A) In situ hybridization analysis for FGF18. Sections of humeri isolated from E14.5 wild-type (wt) and Col I-Wdr5 embryos are shown. The FGF18 antisense riboprobe was radiolabeled with ³⁵S-UTP to a specific activity of at least 10⁸ cpm/μg of template. Representative skeletal elements from at least three wild-type and Col I-Wdr5 embryos are shown. Arrows point to FGF18 expression. B) Quantitative Real-Time RT-PCR was performed on mRNA isolated from E14.5 wild-type (wt) (open bars) and Col I-Wdr5 (black bars) humeri. Expression of FGF18 mRNA was normalized to that of actin in the same sample. Values are expressed as the relative expression of the normalized mRNAs levels of the Col I-Wdr5 humeri versus that of wild-type (wt) humeri. Data shown are based on nine independent mRNA isolations ± S.E.M. * = p< 0.05 by Student t-test.

Figure 4. Local delivery of FGF18 to the perichondrium attenuates the chondrocyte phenotype of the Col I-Wdr5 embryos

Heparin acrylic beads incubated with 1 mg/ml FGF18 or BSA were implanted into the perichondrium of metatarsals isolated from E15.5 Col I-Wdr5 embryos (A) and their wild-type (wt) littermates (B). Metatarsals were then cultured for 4 days. Histological analysis and in situ hybridization analysis for Col X and OP were then performed. Arrows indicate heparin acrylic beads present in some sections. Representative metatarsal cultures from at least six wild-type (wt) and Col I-Wdr5 embryos are shown.

Figure 5. Blocking FGF signaling in the perichondrium recapitulates the Col I-Wdr5 phenotype in metatarsal cultures

A) Affigel blue beads incubated with10 nM or100 nM of FGF inhibitor or DMSO were implanted into the perichondrium of metatarsals isolated from E15.5 wild-type (wt) and Col I-Wdr5 embryos. Metatarsals were then cultured for 4 days. Histological analyses, using Toluidine Blue staining were then performed. B) In situ hybridization analyses for Col X and OP were performed on metatarsals isolated from E15.5 wild-type (wt) and Col I-Wdr5 embryos implanted with Affigel blue beads incubated with 100 nM of FGF inhibitor or DMSO. Representative metatarsal cultures from at least six wild-type (wt) and Col I-Wdr5 embryos are shown. Arrows point to beads present in some sections.

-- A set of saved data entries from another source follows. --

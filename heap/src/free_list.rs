//! Doubly-linked list of free blocks, threaded through the block headers.

use log::trace;

use crate::block::{BlockHandle, MIN_BLOCK_BYTES};

/// Intrusive list anchored at its head. Links live in the block headers and
/// are meaningful only while a block is on the list.
pub(crate) struct FreeList {
    head: Option<BlockHandle>,
}

impl FreeList {
    pub(crate) fn new() -> FreeList {
        FreeList { head: None }
    }

    pub(crate) fn head(&self) -> Option<BlockHandle> {
        self.head
    }

    pub(crate) fn is_empty(&self) -> bool {
        self.head.is_none()
    }

    pub(crate) fn iter(&self) -> Blocks {
        Blocks { cursor: self.head }
    }

    /// Smallest block with `total_size >= min_total`; the first such block
    /// encountered wins ties. Exact fits are taken on purpose: turning them
    /// away would pull a fresh chunk for a request the list already holds.
    pub(crate) fn find_best_fit(&self, min_total: usize) -> Option<BlockHandle> {
        let mut best: Option<BlockHandle> = None;
        for block in self.iter() {
            if block.total_size() < min_total {
                continue;
            }
            match best {
                Some(b) if b.total_size() <= block.total_size() => {}
                _ => best = Some(block),
            }
        }
        best
    }

    /// Inserts `block` as the new head.
    pub(crate) fn push_front(&mut self, block: BlockHandle) {
        block.set_prev(None);
        block.set_next(self.head);
        if let Some(old_head) = self.head {
            old_head.set_prev(Some(block));
        }
        self.head = Some(block);
    }

    /// Appends `block` after the current tail.
    pub(crate) fn push_back(&mut self, block: BlockHandle) {
        match self.tail() {
            Some(tail) => {
                tail.set_next(Some(block));
                block.set_prev(Some(tail));
                block.set_next(None);
            }
            None => self.push_front(block),
        }
    }

    pub(crate) fn tail(&self) -> Option<BlockHandle> {
        let mut last = None;
        for block in self.iter() {
            last = Some(block);
        }
        last
    }

    /// Splices `block` out, repairing its neighbors and the head. The
    /// block's own links are cleared.
    pub(crate) fn unlink(&mut self, block: BlockHandle) {
        match block.prev() {
            Some(prev) => prev.set_next(block.next()),
            None => self.head = block.next(),
        }
        if let Some(next) = block.next() {
            next.set_prev(block.prev());
        }
        block.set_prev(None);
        block.set_next(None);
    }

    /// Puts `new` in `old`'s exact list position; `old`'s links are cleared.
    pub(crate) fn replace(&mut self, old: BlockHandle, new: BlockHandle) {
        new.set_prev(old.prev());
        new.set_next(old.next());
        match old.prev() {
            Some(prev) => prev.set_next(Some(new)),
            None => self.head = Some(new),
        }
        if let Some(next) = old.next() {
            next.set_prev(Some(new));
        }
        old.set_prev(None);
        old.set_next(None);
    }

    /// Detaches `block` for allocation, keeping `keep` bytes of it. A
    /// remainder strictly larger than `MIN_BLOCK_BYTES` becomes a free block
    /// in `block`'s former list position; anything smaller stays with the
    /// caller, so the allocation may span more bytes than asked for.
    pub(crate) fn split(&mut self, block: BlockHandle, keep: usize) -> Option<BlockHandle> {
        let remainder_size = block.total_size() - keep;
        if remainder_size > MIN_BLOCK_BYTES {
            // Safety: block covers keep + remainder_size bytes of chunk
            // memory, so the remainder header lands inside it.
            let remainder = unsafe { BlockHandle::init(block.addr() + keep, remainder_size) };
            self.replace(block, remainder);
            block.set_total_size(keep);
            trace!(
                "split block at {:#x}: kept {}, remainder {}",
                block.addr(),
                keep,
                remainder_size
            );
            Some(remainder)
        } else {
            self.unlink(block);
            None
        }
    }
}

pub(crate) struct Blocks {
    cursor: Option<BlockHandle>,
}

impl Iterator for Blocks {
    type Item = BlockHandle;

    fn next(&mut self) -> Option<BlockHandle> {
        let block = self.cursor?;
        self.cursor = block.next();
        Some(block)
    }
}

#[cfg(test)]
mod tests {
    use super::*;

    fn block_at(base: usize, offset: usize, total_size: usize) -> BlockHandle {
        // Safety: tests size their backing Vec to cover every block they
        // create.
        unsafe { BlockHandle::init(base + offset, total_size) }
    }

    #[test]
    fn push_front_onto_empty_list() {
        let mut memory = vec![0u8; 1024];
        let base = memory.as_mut_ptr() as usize;
        let mut list = FreeList::new();

        let block = block_at(base, 0, 128);
        list.push_front(block);

        assert!(!list.is_empty());
        assert_eq!(list.head(), Some(block));
        assert_eq!(block.prev(), None);
        assert_eq!(block.next(), None);
    }

    #[test]
    fn push_front_links_old_head_both_ways() {
        let mut memory = vec![0u8; 1024];
        let base = memory.as_mut_ptr() as usize;
        let mut list = FreeList::new();

        let first = block_at(base, 0, 128);
        let second = block_at(base, 128, 128);
        list.push_front(first);
        list.push_front(second);

        assert_eq!(list.head(), Some(second));
        assert_eq!(second.next(), Some(first));
        assert_eq!(first.prev(), Some(second));
        assert_eq!(first.next(), None);
    }

    #[test]
    fn push_back_appends_after_the_tail() {
        let mut memory = vec![0u8; 1024];
        let base = memory.as_mut_ptr() as usize;
        let mut list = FreeList::new();

        let first = block_at(base, 0, 128);
        let second = block_at(base, 128, 128);
        let third = block_at(base, 256, 128);
        list.push_front(second);
        list.push_front(first);
        list.push_back(third);

        assert_eq!(list.head(), Some(first));
        assert_eq!(list.tail(), Some(third));
        assert_eq!(second.next(), Some(third));
        assert_eq!(third.prev(), Some(second));
        assert_eq!(third.next(), None);
    }

    #[test]
    fn push_back_onto_empty_list_installs_a_head() {
        let mut memory = vec![0u8; 256];
        let base = memory.as_mut_ptr() as usize;
        let mut list = FreeList::new();

        let block = block_at(base, 0, 128);
        list.push_back(block);

        assert_eq!(list.head(), Some(block));
        assert_eq!(list.tail(), Some(block));
    }

    #[test]
    fn unlink_head_moves_head_forward() {
        let mut memory = vec![0u8; 1024];
        let base = memory.as_mut_ptr() as usize;
        let mut list = FreeList::new();

        let first = block_at(base, 0, 128);
        let second = block_at(base, 128, 128);
        list.push_front(second);
        list.push_front(first);

        list.unlink(first);

        assert_eq!(list.head(), Some(second));
        assert_eq!(second.prev(), None);
        assert_eq!(first.prev(), None);
        assert_eq!(first.next(), None);
    }

    #[test]
    fn unlink_middle_block_bridges_neighbors() {
        let mut memory = vec![0u8; 1024];
        let base = memory.as_mut_ptr() as usize;
        let mut list = FreeList::new();

        let first = block_at(base, 0, 128);
        let second = block_at(base, 128, 128);
        let third = block_at(base, 256, 128);
        list.push_front(third);
        list.push_front(second);
        list.push_front(first);

        list.unlink(second);

        assert_eq!(first.next(), Some(third));
        assert_eq!(third.prev(), Some(first));
        assert_eq!(list.iter().count(), 2);
    }

    #[test]
    fn unlink_tail_clears_predecessor_link() {
        let mut memory = vec![0u8; 1024];
        let base = memory.as_mut_ptr() as usize;
        let mut list = FreeList::new();

        let first = block_at(base, 0, 128);
        let second = block_at(base, 128, 128);
        list.push_front(second);
        list.push_front(first);

        list.unlink(second);

        assert_eq!(first.next(), None);
        assert_eq!(list.tail(), Some(first));
    }

    #[test]
    fn unlink_only_block_empties_the_list() {
        let mut memory = vec![0u8; 256];
        let base = memory.as_mut_ptr() as usize;
        let mut list = FreeList::new();

        let block = block_at(base, 0, 128);
        list.push_front(block);
        list.unlink(block);

        assert!(list.is_empty());
        assert_eq!(list.head(), None);
    }

    #[test]
    fn best_fit_picks_smallest_sufficient_block() {
        let mut memory = vec![0u8; 1024];
        let base = memory.as_mut_ptr() as usize;
        let mut list = FreeList::new();

        let large = block_at(base, 0, 400);
        let small = block_at(base, 400, 100);
        let medium = block_at(base, 500, 200);
        list.push_front(large);
        list.push_front(small);
        list.push_front(medium);

        assert_eq!(list.find_best_fit(150), Some(medium));
    }

    #[test]
    fn best_fit_accepts_an_exact_fit() {
        let mut memory = vec![0u8; 1024];
        let base = memory.as_mut_ptr() as usize;
        let mut list = FreeList::new();

        let large = block_at(base, 0, 400);
        let exact = block_at(base, 400, 150);
        list.push_front(large);
        list.push_front(exact);

        assert_eq!(list.find_best_fit(150), Some(exact));
    }

    #[test]
    fn best_fit_keeps_first_of_equal_blocks() {
        let mut memory = vec![0u8; 1024];
        let base = memory.as_mut_ptr() as usize;
        let mut list = FreeList::new();

        let later = block_at(base, 0, 200);
        let earlier = block_at(base, 200, 200);
        list.push_front(later);
        list.push_front(earlier);

        assert_eq!(list.find_best_fit(100), Some(earlier));
    }

    #[test]
    fn best_fit_reports_nothing_when_every_block_is_small() {
        let mut memory = vec![0u8; 1024];
        let base = memory.as_mut_ptr() as usize;
        let mut list = FreeList::new();

        list.push_front(block_at(base, 0, 100));
        list.push_front(block_at(base, 100, 120));

        assert_eq!(list.find_best_fit(121), None);
    }

    #[test]
    fn split_leaves_remainder_in_former_position() {
        let mut memory = vec![0u8; 1024];
        let base = memory.as_mut_ptr() as usize;
        let mut list = FreeList::new();

        let neighbor = block_at(base, 500, 100);
        let block = block_at(base, 0, 300);
        list.push_front(block);
        list.push_front(neighbor);

        let remainder = list.split(block, 120).unwrap();

        assert_eq!(block.total_size(), 120);
        assert_eq!(block.prev(), None);
        assert_eq!(block.next(), None);
        assert_eq!(remainder.addr(), base + 120);
        assert_eq!(remainder.total_size(), 180);
        assert_eq!(neighbor.next(), Some(remainder));
        assert_eq!(remainder.prev(), Some(neighbor));
        assert_eq!(remainder.next(), None);
        assert_eq!(list.head(), Some(neighbor));
    }

    #[test]
    fn split_at_the_head_promotes_the_remainder() {
        let mut memory = vec![0u8; 1024];
        let base = memory.as_mut_ptr() as usize;
        let mut list = FreeList::new();

        let block = block_at(base, 0, 300);
        list.push_front(block);

        let remainder = list.split(block, 100).unwrap();

        assert_eq!(list.head(), Some(remainder));
        assert_eq!(remainder.total_size(), 200);
    }

    #[test]
    fn split_consumes_block_when_remainder_is_too_small() {
        let mut memory = vec![0u8; 1024];
        let base = memory.as_mut_ptr() as usize;
        let mut list = FreeList::new();

        let total = 100 + MIN_BLOCK_BYTES;
        let block = block_at(base, 0, total);
        list.push_front(block);

        assert_eq!(list.split(block, 100), None);
        assert!(list.is_empty());
        assert_eq!(block.total_size(), total);
    }

    #[test]
    fn replace_preserves_neighbor_links() {
        let mut memory = vec![0u8; 1024];
        let base = memory.as_mut_ptr() as usize;
        let mut list = FreeList::new();

        let first = block_at(base, 0, 128);
        let second = block_at(base, 128, 128);
        let third = block_at(base, 256, 128);
        let stand_in = block_at(base, 512, 128);
        list.push_front(third);
        list.push_front(second);
        list.push_front(first);

        list.replace(second, stand_in);

        assert_eq!(first.next(), Some(stand_in));
        assert_eq!(stand_in.prev(), Some(first));
        assert_eq!(stand_in.next(), Some(third));
        assert_eq!(third.prev(), Some(stand_in));
        assert_eq!(second.prev(), None);
        assert_eq!(second.next(), None);

        list.replace(first, second);

        assert_eq!(list.head(), Some(second));
        assert_eq!(second.next(), Some(stand_in));
    }
}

Figure 6. Wdr5 regulates Twist-1 expression

A) In situ hybridization analysis for Twist-1. Sections of humeri isolated from E14.5 wild-type (wt) and Col I-Wdr5 embryos are shown. Twist-1 antisense riboprobe was radiolabeled with ³⁵S-UTP to a specific activity of at least 10⁸ cpm/μg of template. Representative humeri from at least three wild-type (wt) and Col I-Wdr5 embryos are shown. Arrows point to the expression of Twist-1. B) Quantitative Real-Time RT-PCR was performed on mRNA isolated from E14.5 wild-type (wt) (open bars) and Col I-Wdr5 (black bars) humeri. Expression of Twist mRNA was normalized to that of actin in the same sample. Values are expressed as the relative expression of the normalized mRNAs levels of the humeri from Col I-Wdr5 embryos versus that of wild-type (wt) humeri. Data shown are based on nine independent mRNA isolations ± S.E.M. * = p< 0.05 by Student t-test. C) Quantitative ChIP analyses demonstrating a specific interaction of Wdr5 with the Twist-1 promoter. Values are shown as enrichment of the promoter sequences normalized for coding region sequences versus that obtained for input samples. Data shown are representative of that obtained with three independent experiments ± S.E.M. *= p<0.05 by Student t-test for ChIP samples versus input samples.